表10:GLUE基准测试的最新结果。 对于单任务单模型结果,我们报告ALBERT的步长为1M(与RoBERTa相比),步长为150万。 ALBERT集成使用经过1M,1.5M和其他数量步数训练的模型。
Table 11: State-of-the-art results on the SQuAD and RACE benchmarks.
表11:SQuAD和RACE的当前最佳性能
While ALBERT-xxlarge has less parameters than BERT-large and gets significantly better results, it is computationally more expensive due to its larger structure. An important next step is thus to speed up the training and inference speed of ALBERT through methods like sparse attention (Child et al., 2019) and block attention (Shen et al., 2018). An orthogonal line of research, which could provide additional representation power, includes hard example mining (Mikolov et al., 2013) and more efficient language modeling training (Yang et al., 2019). Additionally, although we have convincing evidence that sentence order prediction is a more consistently-useful learning task that leads to better language representations, we hypothesize that there could be more dimensions not yet captured by the current self-supervised training losses that could create additional representation power for the resulting representations.
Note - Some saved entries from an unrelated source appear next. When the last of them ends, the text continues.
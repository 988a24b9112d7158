use std::sync::Arc;

use proptest::prelude::*;
use sv_discovery::alignment::{
    contig_span_from_cigar, AlignedContig, AlignmentInterval, AlignmentOrigin, CigarOp,
    CigarOpKind, ReferenceNames, SimpleInterval, Strand,
};
use sv_discovery::calls::SvType;
use sv_discovery::inference::{call_contig, classify, PreciseCallParams, RawCategory};
use sv_discovery::{DiscoveryConfig, InMemoryReference};

const CONTIG_LEN: u32 = 500;

fn interval(chrom: &str, ref_start: u32, span: (u32, u32), strand: Strand) -> AlignmentInterval {
    let aligned = span.1 - span.0 + 1;
    let (head, tail) = (span.0 - 1, CONTIG_LEN - span.1);
    let (leading, trailing) = if strand.is_reverse() { (tail, head) } else { (head, tail) };
    let mut cigar = Vec::new();
    if leading > 0 {
        cigar.push(CigarOp::new(CigarOpKind::SoftClip, leading));
    }
    cigar.push(CigarOp::new(CigarOpKind::Match, aligned));
    if trailing > 0 {
        cigar.push(CigarOp::new(CigarOpKind::SoftClip, trailing));
    }
    let (start_in_contig, end_in_contig) = contig_span_from_cigar(&cigar, strand);
    AlignmentInterval {
        reference_span: SimpleInterval::new(chrom, ref_start, ref_start + aligned - 1),
        start_in_contig,
        end_in_contig,
        strand,
        cigar,
        mapq: 60,
        mismatches: Some(0),
        score: aligned as i32,
        origin: AlignmentOrigin::Aligner,
    }
}

fn aligned_contig() -> impl Strategy<Value = AlignedContig> {
    (
        prop::collection::vec(
            (
                prop::sample::select(vec!["chr1", "chr2"]),
                1u32..5_000,
                1u32..400,
                20u32..100,
                any::<bool>(),
            ),
            0..5,
        ),
        any::<bool>(),
    )
        .prop_map(|(specs, ambiguous)| {
            let intervals = specs
                .into_iter()
                .map(|(chrom, ref_start, start, len, reverse)| {
                    let strand = if reverse { Strand::Reverse } else { Strand::Forward };
                    interval(chrom, ref_start, (start, (start + len - 1).min(CONTIG_LEN)), strand)
                })
                .collect();
            let bases: Vec<u8> = (0..CONTIG_LEN as usize).map(|i| b"ACGT"[i % 4]).collect();
            AlignedContig::new("asm000001:tig00000", Arc::from(bases), intervals, ambiguous)
        })
}

fn reference() -> InMemoryReference {
    InMemoryReference::new()
        .with_sequence("chr1", b"ACGT".repeat(1_500))
        .with_sequence("chr2", b"GATTACA".repeat(1_000))
}

proptest! {
    #[test]
    fn every_contig_gets_exactly_one_category(contig in aligned_contig()) {
        let category = classify(&contig);
        prop_assert!(RawCategory::ALL.contains(&category));
        prop_assert_eq!(classify(&contig), category);
        if contig.has_equally_good_alignment_config || contig.alignments.len() < 2 {
            prop_assert_eq!(category, RawCategory::Unclassifiable);
        }
    }

    #[test]
    fn precise_calls_are_well_formed(contig in aligned_contig()) {
        let reference = reference();
        let names = ReferenceNames::new([("chr1", 6_000), ("chr2", 7_000)]);
        let params =
            PreciseCallParams::from_config(&DiscoveryConfig::default(), "sample", &names, &reference);
        let category = classify(&contig);
        let calls = call_contig(&contig, category, &params);
        if category == RawCategory::Unclassifiable {
            prop_assert!(calls.is_empty());
        }
        for call in &calls {
            prop_assert!(call.start <= call.end);
            prop_assert_eq!(call.supporting_contigs.clone(), vec![contig.name.clone()]);
            prop_assert_eq!(call.mate.is_some(), call.sv_type == SvType::Breakend);
        }
    }
}
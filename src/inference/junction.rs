use std::sync::Arc;

use crate::alignment::{AlignmentInterval, ReferenceNames, Strand};

/// Adjacency between two consecutive alignment intervals of a contig.
#[derive(Debug, Clone, Copy)]
pub struct Junction<'a> {
    /// Interval earlier along the contig.
    pub first: &'a AlignmentInterval,
    /// Interval right after it.
    pub second: &'a AlignmentInterval,
}

/// One side of a novel adjacency: the reference base next to the junction and the
/// strand of the segment it belongs to (`+` when the segment lies to its left).
#[derive(Debug, Clone, PartialEq, Eq, PartialOrd, Ord)]
pub struct JunctionSide {
    /// Reference contig.
    pub contig: Arc<str>,
    /// Junction-proximal reference base.
    pub position: u32,
    /// Side strand.
    pub strand: Strand,
}

impl<'a> Junction<'a> {
    /// Every junction of an ordered interval list.
    pub fn all(intervals: &'a [AlignmentInterval]) -> impl Iterator<Item = Junction<'a>> + 'a {
        intervals.windows(2).map(|pair| Junction {
            first: &pair[0],
            second: &pair[1],
        })
    }

    /// Contig bases between the two intervals; negative when they overlap on the contig.
    pub fn contig_gap(&self) -> i64 {
        i64::from(self.second.start_in_contig) - i64::from(self.first.end_in_contig) - 1
    }

    /// Flanks on different reference contigs.
    pub fn is_inter_contig(&self) -> bool {
        self.first.contig() != self.second.contig()
    }

    /// Flanks on opposite strands.
    pub fn is_strand_switch(&self) -> bool {
        self.first.strand != self.second.strand
    }

    /// Reference bases skipped walking along the contig, for same-contig same-strand
    /// flanks; negative when the reference is re-traversed.
    pub fn reference_gap(&self) -> Option<i64> {
        if self.is_inter_contig() || self.is_strand_switch() {
            return None;
        }
        let (first, second) = (&self.first.reference_span, &self.second.reference_span);
        Some(match self.first.strand {
            Strand::Forward => i64::from(second.start) - i64::from(first.end) - 1,
            Strand::Reverse => i64::from(first.start) - i64::from(second.end) - 1,
        })
    }

    /// Junction-proximal side of the first interval.
    pub fn first_side(&self) -> JunctionSide {
        let span = &self.first.reference_span;
        match self.first.strand {
            Strand::Forward => JunctionSide::new(span.contig.clone(), span.end, Strand::Forward),
            Strand::Reverse => JunctionSide::new(span.contig.clone(), span.start, Strand::Reverse),
        }
    }

    /// Junction-proximal side of the second interval.
    pub fn second_side(&self) -> JunctionSide {
        let span = &self.second.reference_span;
        match self.second.strand {
            Strand::Forward => JunctionSide::new(span.contig.clone(), span.start, Strand::Reverse),
            Strand::Reverse => JunctionSide::new(span.contig.clone(), span.end, Strand::Forward),
        }
    }

    /// Both sides in reference order: dictionary index, then position.
    pub fn ordered_sides(&self, names: &ReferenceNames) -> (JunctionSide, JunctionSide) {
        let (a, b) = (self.first_side(), self.second_side());
        let key = |side: &JunctionSide| {
            (names.rank(&side.contig), Arc::clone(&side.contig), side.position)
        };
        if key(&a) <= key(&b) {
            (a, b)
        } else {
            (b, a)
        }
    }
}

impl JunctionSide {
    fn new(contig: Arc<str>, position: u32, strand: Strand) -> Self {
        Self {
            contig,
            position,
            strand,
        }
    }
}


#[cfg(test)]
mod tests {
    use super::fixtures::interval;
    use super::*;

    fn names() -> ReferenceNames {
        ReferenceNames::new([("chr1", 10_000), ("chr2", 10_000), ("chr10", 10_000)])
    }

    #[test]
    fn forward_deletion_geometry() {
        let intervals = [
            interval("chr1", 1, (1, 100), 200, Strand::Forward),
            interval("chr1", 151, (101, 200), 200, Strand::Forward),
        ];
        let junction = Junction::all(&intervals).next().unwrap();
        assert_eq!(junction.contig_gap(), 0);
        assert_eq!(junction.reference_gap(), Some(50));
        let (left, right) = junction.ordered_sides(&names());
        assert_eq!((left.position, left.strand), (100, Strand::Forward));
        assert_eq!((right.position, right.strand), (151, Strand::Reverse));
    }

    #[test]
    fn reverse_strand_gap_runs_against_the_reference() {
        let intervals = [
            interval("chr1", 1151, (1, 100), 200, Strand::Reverse),
            interval("chr1", 1001, (101, 200), 200, Strand::Reverse),
        ];
        let junction = Junction::all(&intervals).next().unwrap();
        assert_eq!(junction.reference_gap(), Some(50));
        let (left, right) = junction.ordered_sides(&names());
        assert_eq!((left.position, left.strand), (1100, Strand::Forward));
        assert_eq!((right.position, right.strand), (1151, Strand::Reverse));
    }

    #[test]
    fn sides_follow_dictionary_order_not_name_order() {
        let intervals = [
            interval("chr10", 501, (1, 100), 200, Strand::Forward),
            interval("chr2", 3001, (101, 200), 200, Strand::Forward),
        ];
        let junction = Junction::all(&intervals).next().unwrap();
        let (left, right) = junction.ordered_sides(&names());
        assert_eq!((left.contig.as_ref(), left.position), ("chr2", 3001));
        assert_eq!((right.contig.as_ref(), right.position), ("chr10", 600));
    }
}
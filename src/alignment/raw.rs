use std::sync::Arc;

use serde::{Deserialize, Deserializer, Serialize, Serializer};

use super::types::{aligned_query_length, reference_length, CigarOp, CigarOpKind, Strand};
use super::ParseError;

/// SAM flag: segment unmapped.
pub const FLAG_UNMAPPED: u16 = 0x4;
/// SAM flag: sequence reverse complemented.
pub const FLAG_REVERSE: u16 = 0x10;
/// SAM flag: secondary alignment.
pub const FLAG_SECONDARY: u16 = 0x100;
/// SAM flag: supplementary alignment.
pub const FLAG_SUPPLEMENTARY: u16 = 0x800;

/// One hit reported by the contig aligner.
///
/// Coordinates are 0-based half-open. `seq_start..seq_end` is measured along the
/// contig as assembled; `cigar` covers only the aligned part, in reference orientation.
#[derive(Debug, Clone, PartialEq, Eq, Serialize, Deserialize)]
pub struct RawAlignment {
    /// Index into the reference name table; negative when unmapped.
    pub ref_id: i32,
    /// First reference base (0-based).
    pub ref_start: i32,
    /// One past the last reference base.
    pub ref_end: i32,
    /// First aligned contig base (0-based).
    pub seq_start: u32,
    /// One past the last aligned contig base.
    pub seq_end: u32,
    /// Aligned-part CIGAR without clipping.
    pub cigar: Vec<CigarOp>,
    /// Mapping quality.
    pub mapq: u8,
    /// Edit distance (NM).
    pub mismatches: u32,
    /// Aligner score (AS).
    pub score: i32,
    /// SAM flag bits.
    pub sam_flag: u16,
}

impl RawAlignment {
    /// Unmapped hits carry a negative reference id or the unmapped flag.
    pub fn is_unmapped(&self) -> bool {
        self.ref_id < 0 || self.sam_flag & FLAG_UNMAPPED != 0
    }

    /// Secondary ("XA"-class) placement.
    pub fn is_secondary(&self) -> bool {
        self.sam_flag & FLAG_SECONDARY != 0
    }

    /// Supplementary (chimeric) placement.
    pub fn is_supplementary(&self) -> bool {
        self.sam_flag & FLAG_SUPPLEMENTARY != 0
    }

    /// Strand of the placement.
    pub fn strand(&self) -> Strand {
        Strand::from_reverse_flag(self.sam_flag & FLAG_REVERSE != 0)
    }

    /// Check the reported coordinates of a mapped hit against its CIGAR and the
    /// length of the contig it came from.
    pub fn validate(&self, contig_len: u32) -> Result<(), ParseError> {
        let inconsistent = |reason: String| {
            Err(ParseError::InconsistentHit {
                ref_id: self.ref_id,
                reason,
            })
        };
        if self.seq_start > self.seq_end || self.seq_end > contig_len {
            return inconsistent(format!(
                "contig span {}..{} does not fit a contig of {contig_len} bases",
                self.seq_start, self.seq_end
            ));
        }
        let query = aligned_query_length(&self.cigar);
        if self.seq_end - self.seq_start != query {
            return inconsistent(format!(
                "contig span {}..{} but the CIGAR aligns {query} contig bases",
                self.seq_start, self.seq_end
            ));
        }
        let reference = reference_length(&self.cigar);
        if reference == 0 {
            return inconsistent("CIGAR covers no reference bases".to_string());
        }
        if self.ref_start < 0
            || i64::from(self.ref_end) - i64::from(self.ref_start) != i64::from(reference)
        {
            return inconsistent(format!(
                "reference span {}..{} but the CIGAR covers {reference} reference bases",
                self.ref_start, self.ref_end
            ));
        }
        Ok(())
    }

    /// Full CIGAR with the unaligned contig ends expressed as clipping.
    ///
    /// Supplementary placements are hard clipped, everything else soft clipped.
    pub fn clipped_cigar(&self, contig_len: u32) -> Vec<CigarOp> {
        let clip = if self.is_supplementary() {
            CigarOpKind::HardClip
        } else {
            CigarOpKind::SoftClip
        };
        let head = self.seq_start;
        let tail = contig_len.saturating_sub(self.seq_end);
        let (leading, trailing) = if self.strand().is_reverse() {
            (tail, head)
        } else {
            (head, tail)
        };

        let mut ops = Vec::with_capacity(self.cigar.len() + 2);
        if leading > 0 {
            ops.push(CigarOp::new(clip, leading));
        }
        ops.extend_from_slice(&self.cigar);
        if trailing > 0 {
            ops.push(CigarOp::new(clip, trailing));
        }
        ops
    }
}

/// A contig produced by the local assembler together with its aligner hits.
#[derive(Debug, Clone, PartialEq, Eq, Serialize, Deserialize)]
pub struct AssembledContig {
    /// Contig bases as assembled.
    #[serde(with = "bases_as_text")]
    pub sequence: Arc<[u8]>,
    /// Every hit the aligner reported for this contig.
    pub alignments: Vec<RawAlignment>,
}

mod bases_as_text {
    use super::*;

    pub fn serialize<S: Serializer>(bases: &Arc<[u8]>, serializer: S) -> Result<S::Ok, S::Error> {
        serializer.serialize_str(&String::from_utf8_lossy(bases))
    }

    pub fn deserialize<'de, D: Deserializer<'de>>(deserializer: D) -> Result<Arc<[u8]>, D::Error> {
        let text = String::deserialize(deserializer)?;
        Ok(Arc::from(text.into_bytes()))
    }
}

/// Outcome of assembling one candidate region.
#[derive(Debug, Clone, PartialEq, Eq, Serialize, Deserialize)]
#[serde(tag = "status", rename_all = "snake_case")]
pub enum AssemblyOutcome {
    /// Assembly produced contigs that were aligned.
    Assembled {
        /// Contigs in assembler order.
        contigs: Vec<AssembledContig>,
    },
    /// Assembly was skipped or failed.
    Excused {
        /// Why no contigs exist.
        reason: String,
    },
}

/// One local assembly, successful or excused.
#[derive(Debug, Clone, PartialEq, Eq, Serialize, Deserialize)]
pub struct AssemblyResult {
    /// Assembly identifier, used to name its contigs.
    pub assembly_id: u32,
    /// Contigs or the excuse.
    pub outcome: AssemblyOutcome,
}

impl AssemblyResult {
    /// Convenience constructor for a successful assembly.
    pub fn assembled(assembly_id: u32, contigs: Vec<AssembledContig>) -> Self {
        Self {
            assembly_id,
            outcome: AssemblyOutcome::Assembled { contigs },
        }
    }

    /// Convenience constructor for a failed assembly.
    pub fn excused(assembly_id: u32, reason: impl Into<String>) -> Self {
        Self {
            assembly_id,
            outcome: AssemblyOutcome::Excused {
                reason: reason.into(),
            },
        }
    }

    /// Contigs of a successful assembly; `None` when excused.
    pub fn contigs(&self) -> Option<&[AssembledContig]> {
        match &self.outcome {
            AssemblyOutcome::Assembled { contigs } => Some(contigs),
            AssemblyOutcome::Excused { .. } => None,
        }
    }
}

/// Named reference sequence.
#[derive(Debug, Clone, PartialEq, Eq, Serialize, Deserialize)]
pub struct ReferenceSequence {
    /// Sequence name.
    pub name: Arc<str>,
    /// Sequence length.
    pub length: u32,
}

/// Reference dictionary indexed by aligner reference id.
#[derive(Debug, Clone, Default, PartialEq, Eq, Serialize, Deserialize)]
#[serde(transparent)]
pub struct ReferenceNames {
    sequences: Vec<ReferenceSequence>,
}

impl ReferenceNames {
    /// Build from `(name, length)` pairs in reference id order.
    pub fn new<N: Into<Arc<str>>>(entries: impl IntoIterator<Item = (N, u32)>) -> Self {
        Self {
            sequences: entries
                .into_iter()
                .map(|(name, length)| ReferenceSequence {
                    name: name.into(),
                    length,
                })
                .collect(),
        }
    }

    /// Name for a reference id.
    pub fn name(&self, ref_id: i32) -> Option<&Arc<str>> {
        usize::try_from(ref_id)
            .ok()
            .and_then(|idx| self.sequences.get(idx))
            .map(|seq| &seq.name)
    }

    /// Shared handle for a name present in the dictionary.
    pub fn lookup(&self, name: &str) -> Option<&Arc<str>> {
        self.sequences
            .iter()
            .find(|seq| seq.name.as_ref() == name)
            .map(|seq| &seq.name)
    }

    /// Position of `name` in dictionary order; names outside the dictionary rank last.
    pub fn rank(&self, name: &str) -> usize {
        self.sequences
            .iter()
            .position(|seq| seq.name.as_ref() == name)
            .unwrap_or(usize::MAX)
    }

    /// Ordered entries.
    pub fn iter(&self) -> impl Iterator<Item = &ReferenceSequence> {
        self.sequences.iter()
    }

    /// Number of sequences.
    pub fn len(&self) -> usize {
        self.sequences.len()
    }

    /// Whether the dictionary is empty.
    pub fn is_empty(&self) -> bool {
        self.sequences.is_empty()
    }
}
尽管ALBERT-xxlarge的参数比BERT-large的参数少,并且获得了明显更好的结果,但由于其较大的结构,计算量更大。 因此,重要的下一步是通过稀疏注意力(Child 2019)和block attention(Shen 2018)之类的方法来加快ALBERT的训练和推理速度。 可以提供更多表征能力的正交研究包括hard example mining(Mikolov 2013)和更有效的语言模型训练(Yang 2019)。 此外,尽管我们有令人信服的证据表明句子顺序预测是一种更一致有用的学习任务,可以带来更好的语言表示,但我们假设当前的自我监督训练损失可能还没有捕获到更多维度,这可能会产生更多的表示形式 结果表示的能力。